The Vista High Panthers will take on the Oceanside Pirates Friday night. But besides sports, there's a lot more going on in both these campuses.
For three years, Oceanside High School has been strengthening a program called "School Success," that helps at risk students right on campus.
"A lot of these students don't have a mom and a dad… to really be able to monitor how their kids are doing at school," said Oceanside High Administrator Julie Coleman. "I think here, for the first time they feel success. They don't want to leave that feeling."
The program is designed to support students who could run the risk of dropping out of high school. Two teachers are assigned to the class to help the teenagers in any subject they may need help in. Right beside them, model students who are involved in sports, ASB and AP courses are also ready to help.
"It's a good environment to be in," said Freshman Eduardo Gabireo. "If you need any help with anything they will help you. They've taught me to never quit."
Research shows, most drop out feel disconnected to their school. This program tries to get students back on track. So far has been successful.
"A lot of former "School Success" kids that are now juniors and seniors are in three or four AP classes," adds Coleman. "They are applying to UC schools and feeling like they have the skills to move on to college."
At Vista High School, building strength of character is the main priority. The school prides itself with teaching six pillars of character to its students: Trustworthiness, respect, responsibility, fairness, caring and citizenship.
"It's all about having kids empower themselves," said Vista High School teacher David Hanlon. "They can change themselves and they can change the world."
Hanlon teaches a course on building character. A big part of the class is volunteering on and off campus.
"I was able to organize a book drive on campus to send to children in Uganda," said Vista Senior, Kristi Petitt.
In the last few years, senior Chloe Nyenhuis has volunteered in hospitals, AIDS walk, beach clean ups and even animals. She says it's not only fun, but productive.
"You get to put all those hours toward your college application," says the teen as she smiles.
On another side of campus, Vista High students are learning everything they can about cars in their Auto-shop class.
"We have some of the latest stuff you see at dealerships," said auto shop teacher Tim Mccreary.
"Students can re-build engines, transmissions and suspensions."

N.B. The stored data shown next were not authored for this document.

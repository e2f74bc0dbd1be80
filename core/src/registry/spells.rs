use crate::context::SpellBookError;
use crate::game_data::{NPC_SPELL_LEVEL, PlayerClass, ResistType};
use hashbrown::{HashMap, HashSet};
use serde::{Deserialize, Serialize};
use std::path::Path;
use std::sync::Arc;

/// One catalog entry. Only the fields the classifiers consult are modeled.
#[derive(Debug, Clone, Default, PartialEq, Serialize, Deserialize)]
#[serde(default)]
pub struct SpellDefinition {
    pub name: String,
    pub level: u16,
    pub resist: Option<ResistType>,
    /// Direct damage that can also tick (reported as bane damage).
    pub is_bane: bool,
    pub is_proc: bool,
    pub is_beneficial: bool,
    /// Only lands on pets; seeing it land proves the target is a pet.
    pub pet_only: bool,
    /// Classes able to cast it. A single entry is a class hint for the caster.
    pub classes: Vec<PlayerClass>,
    /// Message when the spell lands on the local player.
    pub lands_on_you: Option<String>,
    /// Message following the target's name when it lands on someone else.
    pub lands_on_other: Option<String>,
    pub wear_off: Option<String>,
    /// Name only used by older emulated servers.
    pub legacy: bool,
}

impl SpellDefinition {
    pub fn new(name: impl Into<String>, level: u16) -> Self {
        Self {
            name: name.into(),
            level,
            ..Default::default()
        }
    }

    pub fn is_npc_only(&self) -> bool {
        self.level >= NPC_SPELL_LEVEL
    }

    /// Class hint carried by a spell castable by exactly one class.
    pub fn single_class(&self) -> Option<PlayerClass> {
        match self.classes.as_slice() {
            [class] => Some(*class),
            _ => None,
        }
    }
}

/// Outcome of a catalog lookup. Identical log text can belong to several
/// spells; the candidates travel with the record until a consumer has enough
/// context to pick one.
#[derive(Debug, Clone, PartialEq)]
pub enum SpellResolution {
    Unique(Arc<SpellDefinition>),
    Ambiguous(Vec<Arc<SpellDefinition>>),
}

impl SpellResolution {
    pub fn from_candidates(mut candidates: Vec<Arc<SpellDefinition>>) -> Option<Self> {
        match candidates.len() {
            0 => None,
            1 => candidates.pop().map(SpellResolution::Unique),
            _ => Some(SpellResolution::Ambiguous(candidates)),
        }
    }

    pub fn unique(&self) -> Option<&SpellDefinition> {
        match self {
            SpellResolution::Unique(spell) => Some(spell),
            SpellResolution::Ambiguous(_) => None,
        }
    }

    pub fn candidates(&self) -> &[Arc<SpellDefinition>] {
        match self {
            SpellResolution::Unique(spell) => std::slice::from_ref(spell),
            SpellResolution::Ambiguous(spells) => spells,
        }
    }

    pub fn is_ambiguous(&self) -> bool {
        matches!(self, SpellResolution::Ambiguous(_))
    }
}

/// Spell lookups used during classification.
pub trait SpellCatalog: Send + Sync {
    fn by_name(&self, name: &str) -> Option<Arc<SpellDefinition>>;
    /// Lookup by name with the rank suffix removed ("Claw of Frost Rk. II").
    fn by_abbreviation(&self, name: &str) -> Option<Arc<SpellDefinition>>;
    fn lands_on_you(&self, text: &str) -> Option<SpellResolution>;
    fn lands_on_other(&self, text: &str) -> Option<SpellResolution>;
    fn wear_off(&self, text: &str) -> Option<SpellResolution>;
    fn is_legacy_spell(&self, name: &str) -> bool;

    fn resolve(&self, name: &str) -> Option<SpellResolution> {
        self.by_name(name)
            .or_else(|| self.by_abbreviation(&abbreviate(name)))
            .map(SpellResolution::Unique)
    }
}

const ROMAN_NUMERALS: [&str; 20] = [
    "I", "II", "III", "IV", "V", "VI", "VII", "VIII", "IX", "X", "XI", "XII", "XIII", "XIV", "XV",
    "XVI", "XVII", "XVIII", "XIX", "XX",
];

/// Strip rank and roman-numeral suffixes from a spell name.
pub fn abbreviate(name: &str) -> String {
    let mut name = name.trim_end_matches('.').trim();
    if let Some(pos) = name.find(" Rk.") {
        name = &name[..pos];
    }
    if let Some((head, last)) = name.rsplit_once(' ')
        && ROMAN_NUMERALS.contains(&last)
    {
        name = head;
    }
    name.to_string()
}

#[derive(Debug, Default, Deserialize)]
struct SpellBookFile {
    #[serde(default)]
    spells: Vec<SpellDefinition>,
}

/// In-memory [`SpellCatalog`] with exact-text indexes.
#[derive(Debug, Default)]
pub struct SpellBook {
    by_name: HashMap<String, Arc<SpellDefinition>>,
    by_abbreviation: HashMap<String, Arc<SpellDefinition>>,
    lands_on_you: HashMap<String, Vec<Arc<SpellDefinition>>>,
    lands_on_other: HashMap<String, Vec<Arc<SpellDefinition>>>,
    wear_off: HashMap<String, Vec<Arc<SpellDefinition>>>,
    legacy: HashSet<String>,
}

impl SpellBook {
    pub fn new(spells: impl IntoIterator<Item = SpellDefinition>) -> Self {
        let mut book = Self::default();
        for spell in spells {
            book.insert(spell);
        }
        book
    }

    pub fn from_toml_str(source: &str) -> Result<Self, toml::de::Error> {
        let file: SpellBookFile = toml::from_str(source)?;
        Ok(Self::new(file.spells))
    }

    pub fn load(path: &Path) -> Result<Self, SpellBookError> {
        let source = std::fs::read_to_string(path).map_err(|source| SpellBookError::Read {
            path: path.to_path_buf(),
            source,
        })?;
        let book = Self::from_toml_str(&source).map_err(|source| SpellBookError::Decode {
            path: path.to_path_buf(),
            source,
        })?;
        tracing::info!(path = %path.display(), spells = book.len(), "spell book loaded");
        Ok(book)
    }

    pub fn len(&self) -> usize {
        self.by_name.len()
    }

    pub fn is_empty(&self) -> bool {
        self.by_name.is_empty()
    }

    pub fn insert(&mut self, spell: SpellDefinition) {
        let spell = Arc::new(spell);

        if spell.legacy {
            self.legacy.insert(spell.name.clone());
        }
        if let Some(text) = &spell.lands_on_you {
            self.lands_on_you
                .entry(text.clone())
                .or_default()
                .push(Arc::clone(&spell));
        }
        if let Some(text) = &spell.lands_on_other {
            self.lands_on_other
                .entry(text.clone())
                .or_default()
                .push(Arc::clone(&spell));
        }
        if let Some(text) = &spell.wear_off {
            self.wear_off
                .entry(text.clone())
                .or_default()
                .push(Arc::clone(&spell));
        }

        // highest level rank wins the abbreviation
        let abbrv = abbreviate(&spell.name);
        match self.by_abbreviation.get(&abbrv) {
            Some(existing) if existing.level > spell.level => {}
            _ => {
                self.by_abbreviation.insert(abbrv, Arc::clone(&spell));
            }
        }
        self.by_name.insert(spell.name.clone(), spell);
    }

    fn lookup_text(
        index: &HashMap<String, Vec<Arc<SpellDefinition>>>,
        text: &str,
    ) -> Option<SpellResolution> {
        index
            .get(text)
            .and_then(|spells| SpellResolution::from_candidates(spells.clone()))
    }
}

impl SpellCatalog for SpellBook {
    fn by_name(&self, name: &str) -> Option<Arc<SpellDefinition>> {
        self.by_name.get(name).cloned()
    }

    fn by_abbreviation(&self, name: &str) -> Option<Arc<SpellDefinition>> {
        self.by_abbreviation.get(name).cloned()
    }

    fn lands_on_you(&self, text: &str) -> Option<SpellResolution> {
        Self::lookup_text(&self.lands_on_you, text)
    }

    fn lands_on_other(&self, text: &str) -> Option<SpellResolution> {
        Self::lookup_text(&self.lands_on_other, text)
    }

    fn wear_off(&self, text: &str) -> Option<SpellResolution> {
        Self::lookup_text(&self.wear_off, text)
    }

    fn is_legacy_spell(&self, name: &str) -> bool {
        self.legacy.contains(name)
    }
}
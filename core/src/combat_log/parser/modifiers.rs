use crate::combat_log::record::ModifierMask;
use crate::game_data::PlayerClass;
use crate::registry::IdentityRegistry;
use hashbrown::HashMap;
use phf::phf_map;
use std::sync::RwLock;

/// Longest modifier name in words ("Double Bow Shot").
const MAX_PHRASE_WORDS: usize = 3;

struct ModifierName {
    mask: ModifierMask,
    /// Implies a critical hit on top of its own bit.
    grants_crit: bool,
    /// Only one class can produce this modifier.
    class_hint: Option<PlayerClass>,
}

const fn plain(mask: ModifierMask) -> ModifierName {
    ModifierName {
        mask,
        grants_crit: false,
        class_hint: None,
    }
}

const fn crit(mask: ModifierMask) -> ModifierName {
    ModifierName {
        mask,
        grants_crit: true,
        class_hint: None,
    }
}

const fn hint(mask: ModifierMask, class: PlayerClass) -> ModifierName {
    ModifierName {
        mask,
        grants_crit: false,
        class_hint: Some(class),
    }
}

static MODIFIER_NAMES: phf::Map<&'static str, ModifierName> = phf_map! {
    "Assassinate" => hint(ModifierMask::ASSASSINATE, PlayerClass::Rogue),
    "Crippling Blow" => crit(ModifierMask::CRIT),
    "Critical" => crit(ModifierMask::CRIT),
    "Deadly Strike" => crit(ModifierMask::CRIT),
    "Double Bow Shot" => hint(ModifierMask::DOUBLE_BOW_SHOT, PlayerClass::Ranger),
    "Finishing Blow" => crit(ModifierMask::FINISHING_BLOW),
    "Flurry" => plain(ModifierMask::FLURRY),
    "Headshot" => hint(ModifierMask::HEADSHOT, PlayerClass::Ranger),
    "Lucky" => plain(ModifierMask::LUCKY),
    "Rampage" => plain(ModifierMask::RAMPAGE),
    "Riposte" => plain(ModifierMask::RIPOSTE),
    "Slay Undead" => hint(ModifierMask::SLAY_UNDEAD, PlayerClass::Paladin),
    "Strikethrough" => plain(ModifierMask::STRIKETHROUGH),
    "Twincast" => plain(ModifierMask::TWINCAST),
    "Wild Rampage" => plain(ModifierMask::RAMPAGE),
};

/// Parses "(Lucky Critical Headshot)" style annotations into a
/// [`ModifierMask`], memoized by the exact annotation text.
///
/// Class hints are applied only when a text is parsed for the first time;
/// later hits on the cache return the mask without touching the registry.
#[derive(Debug, Default)]
pub struct ModifierParser {
    cache: RwLock<HashMap<String, ModifierMask>>,
}

impl ModifierParser {
    /// `text` is the inside of the parentheses. `player` is the acting name
    /// eligible for a class hint, or None when hints are suppressed.
    pub fn parse(
        &self,
        text: &str,
        player: Option<&str>,
        identity: &dyn IdentityRegistry,
    ) -> ModifierMask {
        if let Ok(cache) = self.cache.read()
            && let Some(mask) = cache.get(text)
        {
            return *mask;
        }

        let mask = Self::build(text, player, identity);
        if let Ok(mut cache) = self.cache.write() {
            cache.insert(text.to_string(), mask);
        }
        mask
    }

    pub fn cached_len(&self) -> usize {
        self.cache.read().map(|c| c.len()).unwrap_or(0)
    }

    fn build(text: &str, player: Option<&str>, identity: &dyn IdentityRegistry) -> ModifierMask {
        let mut mask = ModifierMask::NONE;
        let mut phrase: Vec<&str> = Vec::with_capacity(MAX_PHRASE_WORDS);

        for word in text.split(' ').filter(|w| !w.is_empty()) {
            phrase.push(word);

            // longest ending first so "Wild Rampage" beats "Rampage"
            let matched = (0..phrase.len()).find_map(|skip| {
                MODIFIER_NAMES
                    .get(phrase[skip..].join(" ").as_str())
                    .map(|name| (skip, name))
            });

            if let Some((skip, name)) = matched {
                if skip > 0 {
                    tracing::debug!(modifier = %phrase[..skip].join(" "), text, "unknown damage modifier");
                }
                mask |= name.mask;
                if name.grants_crit {
                    mask |= ModifierMask::CRIT;
                }
                if let (Some(class), Some(player)) = (name.class_hint, player)
                    && identity.is_possible_player_name(player)
                {
                    identity.add_verified_player(player);
                    identity.set_player_class(player, class);
                }
                phrase.clear();
            } else if phrase.len() == MAX_PHRASE_WORDS {
                tracing::debug!(modifier = %phrase[0], text, "unknown damage modifier");
                phrase.remove(0);
            }
        }

        if !phrase.is_empty() {
            tracing::debug!(modifier = %phrase.join(" "), text, "unknown damage modifier");
        }
        mask
    }
}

Vista High School is one of a few local schools that still offer this type of class. Students have learned to read car computers and have even built their own off road racing car.
Aside from having fun, the students also learn practical problem solving skills.
"We finished a 73' Jaguar, we also did a 69' Camero, said Mccreary with pride. Both those cars were kind of forgotten in their garage for 18 or 20 years. We were able to do the motors, the transmission, the suspension, upgrade the brakes. Really a compete transformation."
Car owners from around the community, usually bring in their cars, buy all the parts -- and let the students do the rest.
"It's really a win, win for everyone," adds Mccreary.
The high school football match between Oceanside High School and Vista High will be at 7 p.m. on Friday. It will be a home game for Vista.